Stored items

------------------------------------------------------------

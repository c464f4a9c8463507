//! In-memory integration tests for routing across mounted routers.

use async_trait::async_trait;
use rstest::{fixture, rstest};
use serde_json::{Value, json};
use std::sync::{Arc, Mutex};
use switchboard::router::{
    context::{AgentContext, AgentRequest, MessageRole, ToolOutput},
    domain::{AgentResult, RouterError, ToolSpec},
    ports::{Agent, Middleware},
    response::ResponseChunk,
    services::{AgentRouter, Next},
};
use tokio::sync::mpsc;

/// Records the paths its layer saw.
struct Audit(Arc<Mutex<Vec<String>>>);

#[async_trait]
impl Middleware for Audit {
    async fn handle(&self, ctx: &mut AgentContext<'_>, next: Next<'_>) -> AgentResult<Value> {
        if let Ok(mut seen) = self.0.lock() {
            seen.push(ctx.current_path().to_owned());
        }
        next.run(ctx).await
    }
}

/// Summarizes the user's text by truncating it.
struct Summarizer;

#[async_trait]
impl Agent for Summarizer {
    async fn run(&self, ctx: &mut AgentContext<'_>) -> AgentResult<Value> {
        let text = ctx
            .params()
            .and_then(|params| params.get("text"))
            .and_then(Value::as_str)
            .unwrap_or_default()
            .to_owned();
        ctx.response().write_text("summarizing");
        let summary: String = text.split_whitespace().take(3).collect::<Vec<_>>().join(" ");
        Ok(json!({ "summary": summary }))
    }
}

/// Hands the latest user message to the summarizer tool.
struct Assistant;

#[async_trait]
impl Agent for Assistant {
    async fn run(&self, ctx: &mut AgentContext<'_>) -> AgentResult<Value> {
        let text = ctx
            .request()
            .last_message_from(MessageRole::User)
            .map(|message| message.content.clone())
            .unwrap_or_default();
        let tool = ctx.agent_as_tool("@/docs/summarize")?;
        match tool.execute(json!({ "text": text })).await {
            ToolOutput::Value(value) => Ok(json!({ "reply": value })),
            ToolOutput::Error(message) => Err(RouterError::Handler(message)),
        }
    }
}

#[fixture]
fn audit_log() -> Arc<Mutex<Vec<String>>> {
    Arc::new(Mutex::new(Vec::new()))
}

fn app(audit_log: &Arc<Mutex<Vec<String>>>) -> AgentRouter {
    let spec = ToolSpec::new(
        "Summarize a passage of text",
        json!({
            "type": "object",
            "required": ["text"],
            "properties": { "text": { "type": "string", "minLength": 1 } }
        }),
    )
    .expect("valid tool spec");
    let mut docs = AgentRouter::new();
    docs.agent("/summarize", Summarizer)
        .act_as_tool("/summarize", spec);

    let mut chat = AgentRouter::new();
    chat.agent("/assistant", Assistant);

    let mut root = AgentRouter::new();
    root.use_middleware("*", Audit(Arc::clone(audit_log)))
        .mount("/docs", docs)
        .mount("/chat", chat);
    root
}

#[rstest]
#[tokio::test(flavor = "multi_thread")]
async fn mounted_agents_cooperate_through_tools(audit_log: Arc<Mutex<Vec<String>>>) {
    let router = app(&audit_log);

    let response = router
        .handle(
            "/chat/assistant",
            AgentRequest::from_user_text("quarterly numbers look strong overall"),
        )
        .await;

    assert_eq!(
        response.outcome.expect("request should succeed"),
        json!({ "reply": { "summary": "quarterly numbers look" } })
    );
    assert!(response.chunks.contains(&ResponseChunk::Text {
        text: "summarizing".to_owned()
    }));
    let seen = audit_log.lock().expect("audit lock").clone();
    assert_eq!(seen, vec!["/chat/assistant"]);
}

#[rstest]
#[tokio::test(flavor = "multi_thread")]
async fn mounted_tool_definitions_reach_the_catalog(audit_log: Arc<Mutex<Vec<String>>>) {
    let router = app(&audit_log);

    let catalog = router.tool_catalog();

    let names: Vec<_> = catalog.iter().map(|tool| tool.name.as_str()).collect();
    assert_eq!(names, vec!["docs_summarize"]);
    assert_eq!(router.tool_path("docs_summarize").as_deref(), Some("/docs/summarize"));
}

#[rstest]
#[tokio::test(flavor = "multi_thread")]
async fn streamed_chunks_arrive_in_order(audit_log: Arc<Mutex<Vec<String>>>) {
    let router = app(&audit_log);
    let (sender, mut receiver) = mpsc::unbounded_channel();

    let response = router
        .handle_streaming(
            "/chat/assistant",
            AgentRequest::from_user_text("ship it"),
            sender,
        )
        .await;

    let mut streamed = Vec::new();
    while let Ok(chunk) = receiver.try_recv() {
        streamed.push(chunk);
    }
    assert_eq!(streamed, response.chunks);
    assert!(!streamed.is_empty());
}

#[rstest]
#[tokio::test(flavor = "multi_thread")]
async fn unknown_paths_report_not_found(audit_log: Arc<Mutex<Vec<String>>>) {
    let router = app(&audit_log);

    let response = router
        .handle("/chat/missing", AgentRequest::from_user_text("hello"))
        .await;

    assert!(matches!(response.outcome, Err(RouterError::NotFound(_))));
    assert!(matches!(
        response.chunks.last(),
        Some(ResponseChunk::Error { .. })
    ));
}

------------------------------------------------------------

### ABOUT THIS EXERCISE:
Please transcribe the entries above exactly as written.

### ANSWER BOX:
repository c464f4a9c8463507
//! In-memory integration tests for routing across mounted routers.

use async_trait::async_trait;
use rstest::{fixture, rstest};
use serde_json::{Value, json};
use std::sync::{Arc, Mutex};
use switchboard::router::{
    context::{AgentContext, AgentRequest, MessageRole, ToolOutput},
    domain::{AgentResult, RouterError, ToolSpec},
    ports::{Agent, Middleware},
    response::ResponseChunk,
    services::{AgentRouter, Next},
};
use tokio::sync::mpsc;

/// Records the paths its layer saw.
struct Audit(Arc<Mutex<Vec<String>>>);

#[async_trait]
impl Middleware for Audit {
    async fn handle(&self, ctx: &mut AgentContext<'_>, next: Next<'_>) -> AgentResult<Value> {
        if let Ok(mut seen) = self.0.lock() {
            seen.push(ctx.current_path().to_owned());
        }
        next.run(ctx).await
    }
}

/// Summarizes the user's text by truncating it.
struct Summarizer;

#[async_trait]
impl Agent for Summarizer {
    async fn run(&self, ctx: &mut AgentContext<'_>) -> AgentResult<Value> {
        let text = ctx
            .params()
            .and_then(|params| params.get("text"))
            .and_then(Value::as_str)
            .unwrap_or_default()
            .to_owned();
        ctx.response().write_text("summarizing");
        let summary: String = text.split_whitespace().take(3).collect::<Vec<_>>().join(" ");
        Ok(json!({ "summary": summary }))
    }
}

/// Hands the latest user message to the summarizer tool.
struct Assistant;

#[async_trait]
impl Agent for Assistant {
    async fn run(&self, ctx: &mut AgentContext<'_>) -> AgentResult<Value> {
        let text = ctx
            .request()
            .last_message_from(MessageRole::User)
            .map(|message| message.content.clone())
            .unwrap_or_default();
        let tool = ctx.agent_as_tool("@/docs/summarize")?;
        match tool.execute(json!({ "text": text })).await {
            ToolOutput::Value(value) => Ok(json!({ "reply": value })),
            ToolOutput::Error(message) => Err(RouterError::Handler(message)),
        }
    }
}

#[fixture]
fn audit_log() -> Arc<Mutex<Vec<String>>> {
    Arc::new(Mutex::new(Vec::new()))
}

fn app(audit_log: &Arc<Mutex<Vec<String>>>) -> AgentRouter {
    let spec = ToolSpec::new(
        "Summarize a passage of text",
        json!({
            "type": "object",
            "required": ["text"],
            "properties": { "text": { "type": "string", "minLength": 1 } }
        }),
    )
    .expect("valid tool spec");
    let mut docs = AgentRouter::new();
    docs.agent("/summarize", Summarizer)
        .act_as_tool("/summarize", spec);

    let mut chat = AgentRouter::new();
    chat.agent("/assistant", Assistant);

    let mut root = AgentRouter::new();
    root.use_middleware("*", Audit(Arc::clone(audit_log)))
        .mount("/docs", docs)
        .mount("/chat", chat);
    root
}

#[rstest]
#[tokio::test(flavor = "multi_thread")]
async fn mounted_agents_cooperate_through_tools(audit_log: Arc<Mutex<Vec<String>>>) {
    let router = app(&audit_log);

    let response = router
        .handle(
            "/chat/assistant",
            AgentRequest::from_user_text("quarterly numbers look strong overall"),
        )
        .await;

    assert_eq!(
        response.outcome.expect("request should succeed"),
        json!({ "reply": { "summary": "quarterly numbers look" } })
    );
    assert!(response.chunks.contains(&ResponseChunk::Text {
        text: "summarizing".to_owned()
    }));
    let seen = audit_log.lock().expect("audit lock").clone();
    assert_eq!(seen, vec!["/chat/assistant"]);
}

#[rstest]
#[tokio::test(flavor = "multi_thread")]
async fn mounted_tool_definitions_reach_the_catalog(audit_log: Arc<Mutex<Vec<String>>>) {
    let router = app(&audit_log);

    let catalog = router.tool_catalog();

    let names: Vec<_> = catalog.iter().map(|tool| tool.name.as_str()).collect();
    assert_eq!(names, vec!["docs_summarize"]);
    assert_eq!(router.tool_path("docs_summarize").as_deref(), Some("/docs/summarize"));
}

#[rstest]
#[tokio::test(flavor = "multi_thread")]
async fn streamed_chunks_arrive_in_order(audit_log: Arc<Mutex<Vec<String>>>) {
    let router = app(&audit_log);
    let (sender, mut receiver) = mpsc::unbounded_channel();

    let response = router
        .handle_streaming(
            "/chat/assistant",
            AgentRequest::from_user_text("ship it"),
            sender,
        )
        .await;

    let mut streamed = Vec::new();
    while let Ok(chunk) = receiver.try_recv() {
        streamed.push(chunk);
    }
    assert_eq!(streamed, response.chunks);
    assert!(!streamed.is_empty());
}

#[rstest]
#[tokio::test(flavor = "multi_thread")]
async fn unknown_paths_report_not_found(audit_log: Arc<Mutex<Vec<String>>>) {
    let router = app(&audit_log);

    let response = router
        .handle("/chat/missing", AgentRequest::from_user_text("hello"))
        .await;

    assert!(matches!(response.outcome, Err(RouterError::NotFound(_))));
    assert!(matches!(
        response.chunks.last(),
        Some(ResponseChunk::Error { .. })
    ));
}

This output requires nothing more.